La Salle Secondary School, Kota Kinabalu (Malay: Sekolah Menengah La Salle Kota Kinabalu) is a co-educational secondary school for boys and girls (mostly boys) and one of the oldest schools in Kota Kinabalu on the coast of Borneo in East Malaysia.

It was established in 1953 by Rev. Fr. Bernard Davies, a Mill Hill Missionary. Despite being an all-boys mission school, the students consist of all races regardless of religion.

The school is divided into two pieces of land. The Senior Block (Forms 4 to 6), that has been renovated since 2014, remains at its current location while its long-standing Junior Block (Forms 1 to 3) has been relocated to the new ground to accommodate the increase in student enrolment.

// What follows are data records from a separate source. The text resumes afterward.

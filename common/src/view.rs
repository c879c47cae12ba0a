//! ギャラリーの閲覧状態
//!
//! 検索文字列・分類フィルタ・選択中エントリ・表示レイアウトをまとめて保持する。
//! アルバムとカテゴリのフィルタは画面上では排他（片方を選ぶと他方が解除される）。

use crate::catalog::Catalog;
use crate::types::{Axis, CatalogEntry, EntryId};

/// 表示レイアウト
#[derive(Debug, Clone, Copy, Default, PartialEq, Eq)]
pub enum ViewLayout {
    #[default]
    GridCompact,
    GridLarge,
    List,
}

impl std::str::FromStr for ViewLayout {
    type Err = String;

    fn from_str(s: &str) -> Result<Self, Self::Err> {
        match s.to_lowercase().as_str() {
            "grid-compact" | "compact" => Ok(ViewLayout::GridCompact),
            "grid-large" | "large" => Ok(ViewLayout::GridLarge),
            "list" => Ok(ViewLayout::List),
            _ => Err(format!(
                "Unknown layout: {}. Use grid-compact, grid-large, or list",
                s
            )),
        }
    }
}

impl std::fmt::Display for ViewLayout {
    fn fmt(&self, f: &mut std::fmt::Formatter<'_>) -> std::fmt::Result {
        match self {
            ViewLayout::GridCompact => write!(f, "grid-compact"),
            ViewLayout::GridLarge => write!(f, "grid-large"),
            ViewLayout::List => write!(f, "list"),
        }
    }
}

/// 閲覧状態
#[derive(Debug, Clone, Default, PartialEq, Eq)]
pub struct GalleryView {
    pub query: String,
    pub album_filter: Option<String>,
    pub category_filter: Option<String>,
    pub selected: Option<EntryId>,
    pub layout: ViewLayout,
}

impl GalleryView {
    pub fn new() -> Self {
        Self::default()
    }

    pub fn set_query(&mut self, query: impl Into<String>) {
        self.query = query.into();
    }

    /// アルバムで絞り込む（カテゴリフィルタは解除）
    pub fn select_album(&mut self, album: Option<String>) {
        self.album_filter = album;
        self.category_filter = None;
    }

    /// カテゴリで絞り込む（アルバムフィルタは解除）
    pub fn select_category(&mut self, category: Option<String>) {
        self.category_filter = category;
        self.album_filter = None;
    }

    pub fn select(&mut self, id: EntryId) {
        self.selected = Some(id);
    }

    /// 先頭エントリを選択（読み込み直後）
    pub fn select_first(&mut self, catalog: &Catalog) {
        self.selected = catalog.entries().first().map(|e| e.id);
    }

    pub fn selected_entry<'c>(&self, catalog: &'c Catalog) -> Option<&'c CatalogEntry> {
        self.selected.and_then(|id| catalog.get(id))
    }

    /// 現在の条件で表示されるエントリ
    pub fn visible<'c>(&self, catalog: &'c Catalog) -> Vec<&'c CatalogEntry> {
        catalog.filter(
            &self.query,
            self.album_filter.as_deref(),
            self.category_filter.as_deref(),
        )
    }

    fn filter_mut(&mut self, axis: Axis) -> &mut Option<String> {
        match axis {
            Axis::Album => &mut self.album_filter,
            Axis::Category => &mut self.category_filter,
        }
    }

    /// 分類名の変更にフィルタを追従させる
    pub fn after_rename(&mut self, axis: Axis, old_value: &str, new_value: &str) {
        let new_value = new_value.trim();
        if new_value.is_empty() {
            return;
        }
        let filter = self.filter_mut(axis);
        if filter.as_deref() == Some(old_value) {
            *filter = Some(new_value.to_string());
        }
    }

    /// 削除された分類のフィルタを解除する
    pub fn after_retire(&mut self, axis: Axis, value: &str) {
        let filter = self.filter_mut(axis);
        if filter.as_deref() == Some(value) {
            *filter = None;
        }
    }
}
#[cfg(test)]
mod tests {
    use super::*;
    use crate::consts::SIM_DT;
    use crate::sim::rect::Rect;
    use crate::sim::state::{Target, TargetKind};
    use crate::sim::upgrade::{UpgradeKind, request_upgrade};

    fn test_state(seed: u64) -> GameState {
        GameState::new_session(Rect::from_size(780.0, 700.0), seed)
    }

    /// Place a lone target, keeping the population count intact by parking
    /// the rest far away from any blast.
    fn isolate_target(state: &mut GameState, target: Target) {
        for (i, t) in state.targets.iter_mut().enumerate() {
            t.pos = Vec2::new(700.0, 20.0 + i as f32 * 60.0);
            t.vel = Vec2::ZERO;
        }
        state.targets[0] = target;
    }

    #[test]
    fn test_drop_creates_bomb_and_reloads() {
        let mut state = test_state(1);
        let input = TickInput {
            drop: true,
            ..Default::default()
        };

        let events = tick(&mut state, &input, SIM_DT);
        assert_eq!(state.bombs.len(), 1);
        assert!(events.contains(&GameEvent::Drop));
        assert!(!state.drone.can_drop());

        // Second drop while reloading is a silent no-op
        let events = tick(&mut state, &input, SIM_DT);
        assert_eq!(state.bombs.len(), 1);
        assert!(!events.contains(&GameEvent::Drop));
    }

    #[test]
    fn test_menu_suspends_movement_but_not_reload() {
        let mut state = test_state(2);
        tick(
            &mut state,
            &TickInput {
                drop: true,
                ..Default::default()
            },
            SIM_DT,
        );
        let reload_before = state.drone.reload_left;
        let pos_before = state.drone.pos;

        // Open the menu, then push hard on the stick
        let input = TickInput {
            move_dir: Vec2::new(1.0, 0.0),
            toggle_menu: true,
            ..Default::default()
        };
        tick(&mut state, &input, 0.1);

        assert!(state.menu_open);
        assert_eq!(state.drone.pos, pos_before);
        assert!(state.drone.reload_left < reload_before);
    }

    #[test]
    fn test_menu_suspends_drop() {
        let mut state = test_state(2);
        state.menu_open = true;
        let events = tick(
            &mut state,
            &TickInput {
                drop: true,
                ..Default::default()
            },
            SIM_DT,
        );
        assert!(state.bombs.is_empty());
        assert!(!events.contains(&GameEvent::Drop));
    }

    #[test]
    fn test_heading_holds_on_zero_intent() {
        let mut state = test_state(3);
        tick(
            &mut state,
            &TickInput {
                move_dir: Vec2::new(0.0, 1.0),
                ..Default::default()
            },
            SIM_DT,
        );
        let heading = state.drone.heading;

        tick(&mut state, &TickInput::default(), SIM_DT);
        assert_eq!(state.drone.heading, heading);
    }

    #[test]
    fn test_drone_clamped_to_margin() {
        let mut state = test_state(4);
        let input = TickInput {
            move_dir: Vec2::new(-1.0, -1.0),
            ..Default::default()
        };
        for _ in 0..600 {
            tick(&mut state, &input, SIM_DT);
        }
        assert_eq!(state.drone.pos, Vec2::new(10.0, 10.0));
    }

    #[test]
    fn test_impact_boundary_is_inclusive() {
        let mut state = test_state(5);
        isolate_target(
            &mut state,
            Target {
                kind: TargetKind::Scout,
                // Exactly touching: distance 15 == bomb radius 10 + target radius 5
                pos: Vec2::new(115.0, 100.0),
                vel: Vec2::ZERO,
                radius: 5.0,
            },
        );
        state.bombs.push(Bomb {
            pos: Vec2::new(100.0, 100.0),
            t_left: 0.0,
            radius: 10.0,
        });

        let events = tick(&mut state, &TickInput::default(), 0.0);
        assert!(events.contains(&GameEvent::Hit { points: 10 }));
        assert_eq!(state.score, 10);
    }

    #[test]
    fn test_multi_kill_emits_single_combo() {
        let mut state = test_state(6);
        isolate_target(
            &mut state,
            Target {
                kind: TargetKind::Scout,
                pos: Vec2::new(90.0, 100.0),
                vel: Vec2::ZERO,
                radius: 10.0,
            },
        );
        state.targets[1] = Target {
            kind: TargetKind::Vehicle,
            pos: Vec2::new(110.0, 100.0),
            vel: Vec2::ZERO,
            radius: 18.0,
        };
        state.bombs.push(Bomb {
            pos: Vec2::new(100.0, 100.0),
            t_left: 0.0,
            radius: 42.0,
        });

        let events = tick(&mut state, &TickInput::default(), 0.0);
        assert_eq!(
            events,
            vec![
                GameEvent::Impact,
                GameEvent::Combo {
                    count: 2,
                    points: 110
                }
            ]
        );
        assert_eq!(state.score, 110);
        assert_eq!(state.targets.len(), TARGET_POPULATION);
    }

    #[test]
    fn test_contested_target_scored_once() {
        let mut state = test_state(7);
        isolate_target(
            &mut state,
            Target {
                kind: TargetKind::Ammo,
                pos: Vec2::new(100.0, 100.0),
                vel: Vec2::ZERO,
                radius: 12.0,
            },
        );
        // Two bombs both covering the same target, impacting the same tick
        for _ in 0..2 {
            state.bombs.push(Bomb {
                pos: Vec2::new(100.0, 100.0),
                t_left: 0.0,
                radius: 42.0,
            });
        }

        let events = tick(&mut state, &TickInput::default(), 0.0);
        assert_eq!(state.score, 50);
        assert!(events.contains(&GameEvent::Hit { points: 50 }));
        assert_eq!(
            events.iter().filter(|e| **e == GameEvent::Impact).count(),
            2
        );
    }

    #[test]
    fn test_miss_event_when_nothing_destroyed() {
        let mut state = test_state(8);
        for t in &mut state.targets {
            t.pos = Vec2::new(700.0, 650.0);
            t.vel = Vec2::ZERO;
        }
        state.bombs.push(Bomb {
            pos: Vec2::new(50.0, 50.0),
            t_left: 0.0,
            radius: 42.0,
        });

        let events = tick(&mut state, &TickInput::default(), 0.0);
        assert_eq!(events, vec![GameEvent::Impact, GameEvent::Miss]);
        assert_eq!(state.score, 0);
        assert_eq!(state.targets.len(), TARGET_POPULATION);
    }

    #[test]
    fn test_bomb_radius_is_a_drop_time_snapshot() {
        let mut state = test_state(9);
        state.score = 1000;
        tick(
            &mut state,
            &TickInput {
                drop: true,
                ..Default::default()
            },
            SIM_DT,
        );
        let radius_at_drop = state.bombs[0].radius;

        // Buying a radius upgrade mid-flight must not touch the bomb
        request_upgrade(&mut state, UpgradeKind::Radius);
        assert!(state.drone.stats.bomb_radius > radius_at_drop);
        assert_eq!(state.bombs[0].radius, radius_at_drop);
    }

    #[test]
    fn test_end_to_end_drop_and_score() {
        let mut state = test_state(10);
        state.drone.pos = Vec2::new(100.0, 100.0);
        isolate_target(
            &mut state,
            Target {
                kind: TargetKind::Scout,
                pos: Vec2::new(100.0, 100.0),
                vel: Vec2::ZERO,
                radius: 10.0,
            },
        );

        let events = tick(
            &mut state,
            &TickInput {
                drop: true,
                ..Default::default()
            },
            SIM_DT,
        );
        assert_eq!(events, vec![GameEvent::Drop]);
        assert_eq!(state.bombs.len(), 1);

        // 0.6s > 0.55s fall time: the bomb lands this tick, distance 0 <= 52
        let events = tick(&mut state, &TickInput::default(), 0.6);
        assert!(state.bombs.is_empty());
        assert!(events.contains(&GameEvent::Impact));
        assert!(events.contains(&GameEvent::Hit { points: 10 }));
        assert_eq!(state.score, 10);
        assert_eq!(state.targets.len(), TARGET_POPULATION);
    }

    #[test]
    fn test_pathological_dt_is_a_noop() {
        let mut state = test_state(11);
        let snapshot_pos: Vec<Vec2> = state.targets.iter().map(|t| t.pos).collect();

        tick(&mut state, &TickInput::default(), f32::NAN);
        tick(&mut state, &TickInput::default(), -5.0);

        let after: Vec<Vec2> = state.targets.iter().map(|t| t.pos).collect();
        assert_eq!(snapshot_pos, after);
    }

    #[test]
    fn test_determinism() {
        let mut a = test_state(99_999);
        let mut b = test_state(99_999);

        let inputs = [
            TickInput {
                move_dir: Vec2::new(1.0, 0.0),
                ..Default::default()
            },
            TickInput {
                drop: true,
                ..Default::default()
            },
            TickInput {
                move_dir: Vec2::new(0.0, -1.0),
                drop: true,
                ..Default::default()
            },
            TickInput::default(),
        ];

        for _ in 0..300 {
            for input in &inputs {
                let ea = tick(&mut a, input, SIM_DT);
                let eb = tick(&mut b, input, SIM_DT);
                assert_eq!(ea, eb);
            }
        }

        assert_eq!(a.score, b.score);
        assert_eq!(a.time_ticks, b.time_ticks);
        assert_eq!(a.drone.pos, b.drone.pos);
        assert_eq!(a.targets.len(), b.targets.len());
        for (ta, tb) in a.targets.iter().zip(&b.targets) {
            assert_eq!(ta.pos, tb.pos);
            assert_eq!(ta.vel, tb.vel);
        }
    }
}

This single-session secondary school is located in Tanjung Aru and it is a few minutes walk from Pekan Tanjung Aru township. Next to the Senior Block is SM Stella Maris, an all-girls Catholic school under the oversight of the nearest area Catholic parish, Stella Maris, since this school is under the Sacred Heart Cathedral parish albeit located in the same area.

== History ==
La Salle Secondary School Kota Kinabalu was established in July 1903 as Sacred Heart Primary School by Father Van Der Heyden. By June 1913, the school had around 50 students which increased to 215 by the year 1923. Between 1941 and 1945, a wooden school building with eight classes was built on the site where the current Sacred Heart Primary School stands.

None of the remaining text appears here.